[Collected data entries]
+++

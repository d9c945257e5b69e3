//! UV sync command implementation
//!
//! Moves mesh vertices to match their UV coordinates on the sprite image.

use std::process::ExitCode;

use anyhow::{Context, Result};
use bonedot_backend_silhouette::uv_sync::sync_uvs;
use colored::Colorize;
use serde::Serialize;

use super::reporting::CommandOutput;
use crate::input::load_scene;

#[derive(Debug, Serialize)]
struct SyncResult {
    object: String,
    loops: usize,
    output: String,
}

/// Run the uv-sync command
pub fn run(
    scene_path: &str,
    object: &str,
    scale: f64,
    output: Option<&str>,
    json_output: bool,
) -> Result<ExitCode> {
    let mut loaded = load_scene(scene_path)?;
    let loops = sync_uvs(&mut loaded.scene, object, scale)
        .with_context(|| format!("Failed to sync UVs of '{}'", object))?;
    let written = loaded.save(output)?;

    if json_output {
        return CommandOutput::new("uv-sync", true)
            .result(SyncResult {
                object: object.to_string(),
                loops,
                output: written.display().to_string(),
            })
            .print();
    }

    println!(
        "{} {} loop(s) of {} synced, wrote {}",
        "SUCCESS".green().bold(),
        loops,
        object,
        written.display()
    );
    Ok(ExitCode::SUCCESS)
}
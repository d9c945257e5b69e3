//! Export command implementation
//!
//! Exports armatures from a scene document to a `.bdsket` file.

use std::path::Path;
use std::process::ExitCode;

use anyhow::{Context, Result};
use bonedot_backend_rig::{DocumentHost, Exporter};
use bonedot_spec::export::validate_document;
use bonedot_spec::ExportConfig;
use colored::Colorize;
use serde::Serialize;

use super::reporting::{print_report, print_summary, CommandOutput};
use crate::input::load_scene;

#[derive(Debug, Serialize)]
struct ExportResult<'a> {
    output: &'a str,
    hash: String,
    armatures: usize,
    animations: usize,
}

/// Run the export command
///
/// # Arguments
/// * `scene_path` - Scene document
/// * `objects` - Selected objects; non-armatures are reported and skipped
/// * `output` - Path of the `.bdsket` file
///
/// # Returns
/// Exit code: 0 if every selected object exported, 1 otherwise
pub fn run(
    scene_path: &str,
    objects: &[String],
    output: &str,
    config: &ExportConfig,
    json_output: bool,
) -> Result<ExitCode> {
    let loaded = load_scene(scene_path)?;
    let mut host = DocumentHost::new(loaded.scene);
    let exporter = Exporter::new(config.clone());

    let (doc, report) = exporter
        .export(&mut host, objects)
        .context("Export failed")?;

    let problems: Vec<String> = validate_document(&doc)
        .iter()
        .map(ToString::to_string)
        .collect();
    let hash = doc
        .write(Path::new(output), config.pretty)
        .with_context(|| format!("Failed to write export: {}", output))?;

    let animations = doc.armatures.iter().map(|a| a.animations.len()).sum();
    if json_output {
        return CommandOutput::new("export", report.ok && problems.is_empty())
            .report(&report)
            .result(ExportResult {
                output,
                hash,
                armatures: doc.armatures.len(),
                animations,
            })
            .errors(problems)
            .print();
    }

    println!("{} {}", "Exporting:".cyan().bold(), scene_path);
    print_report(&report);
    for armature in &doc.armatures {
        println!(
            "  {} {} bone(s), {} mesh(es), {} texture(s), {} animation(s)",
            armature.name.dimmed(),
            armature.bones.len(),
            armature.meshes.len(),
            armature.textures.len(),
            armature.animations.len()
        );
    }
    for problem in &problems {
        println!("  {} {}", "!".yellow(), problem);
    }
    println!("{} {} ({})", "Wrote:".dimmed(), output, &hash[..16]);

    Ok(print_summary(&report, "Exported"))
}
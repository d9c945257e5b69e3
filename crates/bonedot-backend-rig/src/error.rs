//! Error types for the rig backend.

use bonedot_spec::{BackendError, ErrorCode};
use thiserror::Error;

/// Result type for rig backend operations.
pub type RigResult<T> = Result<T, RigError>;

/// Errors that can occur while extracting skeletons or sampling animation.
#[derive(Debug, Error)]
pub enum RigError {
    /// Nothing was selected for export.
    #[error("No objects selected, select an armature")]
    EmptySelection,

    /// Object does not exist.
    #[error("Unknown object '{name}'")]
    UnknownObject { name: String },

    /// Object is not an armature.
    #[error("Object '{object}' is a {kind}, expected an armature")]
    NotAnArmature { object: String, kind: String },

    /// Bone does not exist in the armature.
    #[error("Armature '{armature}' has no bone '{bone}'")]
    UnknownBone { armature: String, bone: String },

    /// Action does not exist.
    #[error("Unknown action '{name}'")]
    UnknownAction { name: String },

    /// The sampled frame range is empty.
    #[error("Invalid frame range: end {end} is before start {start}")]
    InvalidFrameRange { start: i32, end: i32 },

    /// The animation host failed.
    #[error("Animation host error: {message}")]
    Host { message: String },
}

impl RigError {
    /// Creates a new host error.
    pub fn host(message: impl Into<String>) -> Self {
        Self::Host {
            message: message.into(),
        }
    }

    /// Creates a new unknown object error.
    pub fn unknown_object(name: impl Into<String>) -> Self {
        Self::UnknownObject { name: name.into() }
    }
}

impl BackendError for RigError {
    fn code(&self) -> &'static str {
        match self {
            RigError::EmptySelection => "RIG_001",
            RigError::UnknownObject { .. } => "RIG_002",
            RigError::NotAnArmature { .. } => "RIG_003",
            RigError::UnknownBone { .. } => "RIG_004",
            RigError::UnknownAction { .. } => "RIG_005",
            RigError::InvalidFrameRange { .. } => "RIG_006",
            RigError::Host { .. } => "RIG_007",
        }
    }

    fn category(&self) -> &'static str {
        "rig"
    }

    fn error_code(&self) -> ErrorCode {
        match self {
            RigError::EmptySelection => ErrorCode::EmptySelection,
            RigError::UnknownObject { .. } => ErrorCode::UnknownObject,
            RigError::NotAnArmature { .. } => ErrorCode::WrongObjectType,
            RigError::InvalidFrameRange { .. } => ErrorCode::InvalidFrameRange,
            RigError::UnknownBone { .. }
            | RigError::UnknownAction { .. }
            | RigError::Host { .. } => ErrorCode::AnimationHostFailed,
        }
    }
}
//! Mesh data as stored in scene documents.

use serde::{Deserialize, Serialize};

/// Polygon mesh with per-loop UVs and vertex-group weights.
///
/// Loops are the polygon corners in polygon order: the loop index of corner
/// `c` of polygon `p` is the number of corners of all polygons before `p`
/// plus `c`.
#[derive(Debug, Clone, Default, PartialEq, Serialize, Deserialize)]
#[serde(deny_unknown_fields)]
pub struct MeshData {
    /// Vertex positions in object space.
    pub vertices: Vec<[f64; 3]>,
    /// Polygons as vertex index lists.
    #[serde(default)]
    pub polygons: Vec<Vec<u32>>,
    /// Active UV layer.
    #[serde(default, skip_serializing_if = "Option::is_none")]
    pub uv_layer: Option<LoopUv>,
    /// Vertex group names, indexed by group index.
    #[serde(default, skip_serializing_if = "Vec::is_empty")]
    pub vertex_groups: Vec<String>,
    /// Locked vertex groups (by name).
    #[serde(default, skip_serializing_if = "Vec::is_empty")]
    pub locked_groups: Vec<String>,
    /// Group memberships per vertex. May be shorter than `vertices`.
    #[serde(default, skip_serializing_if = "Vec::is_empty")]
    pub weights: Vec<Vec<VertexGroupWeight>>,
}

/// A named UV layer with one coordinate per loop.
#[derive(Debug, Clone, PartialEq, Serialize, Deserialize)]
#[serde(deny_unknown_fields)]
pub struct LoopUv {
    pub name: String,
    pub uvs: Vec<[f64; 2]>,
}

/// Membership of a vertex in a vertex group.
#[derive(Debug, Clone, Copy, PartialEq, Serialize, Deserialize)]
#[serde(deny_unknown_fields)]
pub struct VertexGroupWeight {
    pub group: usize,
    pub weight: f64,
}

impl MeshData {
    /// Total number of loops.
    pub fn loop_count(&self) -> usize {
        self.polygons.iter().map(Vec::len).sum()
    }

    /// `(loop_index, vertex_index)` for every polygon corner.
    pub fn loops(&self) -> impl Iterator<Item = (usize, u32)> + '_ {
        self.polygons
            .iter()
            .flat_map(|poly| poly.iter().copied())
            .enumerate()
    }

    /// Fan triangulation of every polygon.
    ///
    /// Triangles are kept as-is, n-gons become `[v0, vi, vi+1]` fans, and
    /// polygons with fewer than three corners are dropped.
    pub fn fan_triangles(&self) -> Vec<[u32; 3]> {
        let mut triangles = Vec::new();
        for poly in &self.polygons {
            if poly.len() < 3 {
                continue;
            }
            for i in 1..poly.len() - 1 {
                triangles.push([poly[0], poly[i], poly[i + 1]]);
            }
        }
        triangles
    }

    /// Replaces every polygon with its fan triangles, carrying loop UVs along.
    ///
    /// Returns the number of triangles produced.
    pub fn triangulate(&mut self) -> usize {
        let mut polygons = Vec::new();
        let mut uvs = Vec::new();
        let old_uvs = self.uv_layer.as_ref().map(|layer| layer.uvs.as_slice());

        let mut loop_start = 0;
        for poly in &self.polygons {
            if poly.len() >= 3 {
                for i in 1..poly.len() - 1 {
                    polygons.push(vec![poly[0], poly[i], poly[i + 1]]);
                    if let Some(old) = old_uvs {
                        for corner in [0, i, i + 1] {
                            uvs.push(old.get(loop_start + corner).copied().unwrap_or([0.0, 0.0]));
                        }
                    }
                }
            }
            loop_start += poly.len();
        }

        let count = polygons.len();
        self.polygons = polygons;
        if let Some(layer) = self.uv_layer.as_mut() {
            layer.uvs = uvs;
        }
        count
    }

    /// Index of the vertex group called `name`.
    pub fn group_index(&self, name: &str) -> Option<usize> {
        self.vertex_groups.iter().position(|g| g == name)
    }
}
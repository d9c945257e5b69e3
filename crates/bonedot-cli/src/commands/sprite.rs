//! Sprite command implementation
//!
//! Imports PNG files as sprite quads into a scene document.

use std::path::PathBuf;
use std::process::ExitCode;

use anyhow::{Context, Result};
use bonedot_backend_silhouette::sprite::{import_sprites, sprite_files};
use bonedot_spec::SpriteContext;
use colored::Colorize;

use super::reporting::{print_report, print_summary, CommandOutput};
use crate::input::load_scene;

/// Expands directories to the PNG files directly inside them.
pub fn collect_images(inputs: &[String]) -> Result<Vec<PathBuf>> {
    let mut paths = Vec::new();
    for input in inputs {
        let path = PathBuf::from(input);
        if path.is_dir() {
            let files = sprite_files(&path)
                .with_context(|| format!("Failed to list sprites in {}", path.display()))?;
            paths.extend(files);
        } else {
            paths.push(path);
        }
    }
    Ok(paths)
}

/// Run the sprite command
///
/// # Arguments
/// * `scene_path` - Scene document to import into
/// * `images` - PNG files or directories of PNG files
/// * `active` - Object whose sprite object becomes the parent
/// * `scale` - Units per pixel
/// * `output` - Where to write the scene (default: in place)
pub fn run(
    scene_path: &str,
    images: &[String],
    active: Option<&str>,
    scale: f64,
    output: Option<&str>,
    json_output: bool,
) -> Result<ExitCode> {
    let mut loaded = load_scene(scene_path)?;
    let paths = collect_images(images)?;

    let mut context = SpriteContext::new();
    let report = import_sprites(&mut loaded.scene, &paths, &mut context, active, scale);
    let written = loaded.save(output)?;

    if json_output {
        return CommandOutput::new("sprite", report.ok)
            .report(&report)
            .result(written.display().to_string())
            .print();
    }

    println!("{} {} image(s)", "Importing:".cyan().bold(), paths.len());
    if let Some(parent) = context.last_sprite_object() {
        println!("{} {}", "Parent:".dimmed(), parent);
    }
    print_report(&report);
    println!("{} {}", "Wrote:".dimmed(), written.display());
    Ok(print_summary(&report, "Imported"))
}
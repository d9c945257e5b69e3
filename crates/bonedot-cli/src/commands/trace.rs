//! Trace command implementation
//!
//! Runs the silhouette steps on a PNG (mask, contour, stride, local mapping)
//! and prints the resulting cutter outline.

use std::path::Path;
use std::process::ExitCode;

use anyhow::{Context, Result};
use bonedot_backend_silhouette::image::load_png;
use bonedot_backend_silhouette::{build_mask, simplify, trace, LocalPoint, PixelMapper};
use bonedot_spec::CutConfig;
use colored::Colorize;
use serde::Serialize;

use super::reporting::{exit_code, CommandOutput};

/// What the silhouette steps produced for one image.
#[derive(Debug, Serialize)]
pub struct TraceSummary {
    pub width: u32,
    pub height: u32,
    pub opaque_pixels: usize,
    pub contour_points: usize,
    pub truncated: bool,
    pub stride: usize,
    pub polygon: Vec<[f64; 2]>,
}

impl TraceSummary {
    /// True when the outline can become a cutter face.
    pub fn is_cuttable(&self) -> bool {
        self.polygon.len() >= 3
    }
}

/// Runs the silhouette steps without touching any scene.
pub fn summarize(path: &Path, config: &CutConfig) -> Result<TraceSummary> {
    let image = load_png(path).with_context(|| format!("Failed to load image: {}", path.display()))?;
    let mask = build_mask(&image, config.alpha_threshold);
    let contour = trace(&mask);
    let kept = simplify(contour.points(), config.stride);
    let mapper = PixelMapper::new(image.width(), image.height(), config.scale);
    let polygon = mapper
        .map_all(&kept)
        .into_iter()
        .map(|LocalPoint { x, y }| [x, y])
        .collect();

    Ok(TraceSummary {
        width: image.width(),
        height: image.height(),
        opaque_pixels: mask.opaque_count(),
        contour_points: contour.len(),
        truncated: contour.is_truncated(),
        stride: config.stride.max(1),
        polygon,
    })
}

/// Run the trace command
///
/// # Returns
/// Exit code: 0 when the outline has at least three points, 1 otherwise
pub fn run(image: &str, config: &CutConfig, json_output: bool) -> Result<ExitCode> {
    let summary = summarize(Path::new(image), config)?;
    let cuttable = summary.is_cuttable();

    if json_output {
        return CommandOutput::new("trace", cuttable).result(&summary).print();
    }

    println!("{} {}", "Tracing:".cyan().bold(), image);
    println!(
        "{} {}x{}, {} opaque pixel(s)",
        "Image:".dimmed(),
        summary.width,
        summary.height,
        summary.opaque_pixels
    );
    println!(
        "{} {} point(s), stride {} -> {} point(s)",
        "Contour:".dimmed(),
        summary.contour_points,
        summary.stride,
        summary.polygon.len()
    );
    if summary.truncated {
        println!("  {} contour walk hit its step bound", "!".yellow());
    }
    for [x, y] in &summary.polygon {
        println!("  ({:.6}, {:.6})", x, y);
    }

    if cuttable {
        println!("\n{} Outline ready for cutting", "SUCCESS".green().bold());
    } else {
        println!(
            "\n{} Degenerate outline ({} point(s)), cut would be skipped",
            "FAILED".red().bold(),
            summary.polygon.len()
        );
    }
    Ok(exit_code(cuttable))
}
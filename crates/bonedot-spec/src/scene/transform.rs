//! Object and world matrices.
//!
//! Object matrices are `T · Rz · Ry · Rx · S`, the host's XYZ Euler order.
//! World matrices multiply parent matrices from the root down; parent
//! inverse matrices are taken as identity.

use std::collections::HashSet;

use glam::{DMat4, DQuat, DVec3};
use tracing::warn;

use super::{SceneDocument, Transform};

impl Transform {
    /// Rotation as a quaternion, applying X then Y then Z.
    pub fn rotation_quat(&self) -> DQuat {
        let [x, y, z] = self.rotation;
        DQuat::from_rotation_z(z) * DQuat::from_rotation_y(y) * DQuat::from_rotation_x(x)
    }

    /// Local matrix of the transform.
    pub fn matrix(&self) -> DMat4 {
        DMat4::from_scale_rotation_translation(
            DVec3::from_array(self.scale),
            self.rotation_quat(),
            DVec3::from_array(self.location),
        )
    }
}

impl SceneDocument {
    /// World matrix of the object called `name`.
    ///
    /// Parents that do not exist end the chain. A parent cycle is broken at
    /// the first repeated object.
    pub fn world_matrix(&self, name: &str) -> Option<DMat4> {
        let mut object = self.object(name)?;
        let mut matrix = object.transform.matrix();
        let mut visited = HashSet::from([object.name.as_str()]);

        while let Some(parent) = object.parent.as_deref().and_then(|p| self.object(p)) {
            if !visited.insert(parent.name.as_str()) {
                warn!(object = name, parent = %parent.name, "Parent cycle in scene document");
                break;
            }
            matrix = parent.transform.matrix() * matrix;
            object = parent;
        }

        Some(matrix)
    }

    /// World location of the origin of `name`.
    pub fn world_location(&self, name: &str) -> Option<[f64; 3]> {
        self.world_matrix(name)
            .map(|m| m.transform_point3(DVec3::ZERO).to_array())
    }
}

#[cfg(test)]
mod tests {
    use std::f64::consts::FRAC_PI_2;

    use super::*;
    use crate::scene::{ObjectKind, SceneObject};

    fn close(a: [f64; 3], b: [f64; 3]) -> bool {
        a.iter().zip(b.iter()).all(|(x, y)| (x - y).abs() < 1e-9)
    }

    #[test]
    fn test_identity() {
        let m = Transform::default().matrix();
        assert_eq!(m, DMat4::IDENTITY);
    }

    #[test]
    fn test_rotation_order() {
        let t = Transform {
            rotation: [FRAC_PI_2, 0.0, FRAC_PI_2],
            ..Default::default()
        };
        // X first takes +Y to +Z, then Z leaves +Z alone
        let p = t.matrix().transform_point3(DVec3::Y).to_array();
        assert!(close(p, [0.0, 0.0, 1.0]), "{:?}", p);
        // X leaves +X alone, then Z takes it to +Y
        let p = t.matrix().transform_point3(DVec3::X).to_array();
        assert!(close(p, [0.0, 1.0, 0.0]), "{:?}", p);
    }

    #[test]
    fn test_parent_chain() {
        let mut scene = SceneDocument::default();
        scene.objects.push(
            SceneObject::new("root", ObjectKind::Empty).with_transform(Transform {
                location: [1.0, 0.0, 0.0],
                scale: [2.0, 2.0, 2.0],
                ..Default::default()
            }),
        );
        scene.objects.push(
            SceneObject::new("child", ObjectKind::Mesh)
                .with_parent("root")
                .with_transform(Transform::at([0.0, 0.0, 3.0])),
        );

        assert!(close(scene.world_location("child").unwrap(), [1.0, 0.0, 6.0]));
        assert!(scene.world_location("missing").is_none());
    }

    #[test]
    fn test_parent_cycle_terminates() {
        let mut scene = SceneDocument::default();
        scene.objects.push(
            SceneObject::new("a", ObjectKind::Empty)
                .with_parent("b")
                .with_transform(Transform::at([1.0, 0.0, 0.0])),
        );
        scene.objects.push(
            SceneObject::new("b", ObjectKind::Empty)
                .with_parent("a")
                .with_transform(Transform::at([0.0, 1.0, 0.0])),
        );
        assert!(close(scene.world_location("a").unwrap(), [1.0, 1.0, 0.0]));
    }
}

+++

→ INSTRUCTIONS TO FOLLOW: Your response should be the lines of the entries above that include the string "bool".

→ TASK OUTPUT:
    json_output: bool,
    json_output: bool,
    json_output: bool,
    pub truncated: bool,
    pub fn is_cuttable(&self) -> bool {
pub fn run(image: &str, config: &CutConfig, json_output: bool) -> Result<ExitCode> {
    fn close(a: [f64; 3], b: [f64; 3]) -> bool {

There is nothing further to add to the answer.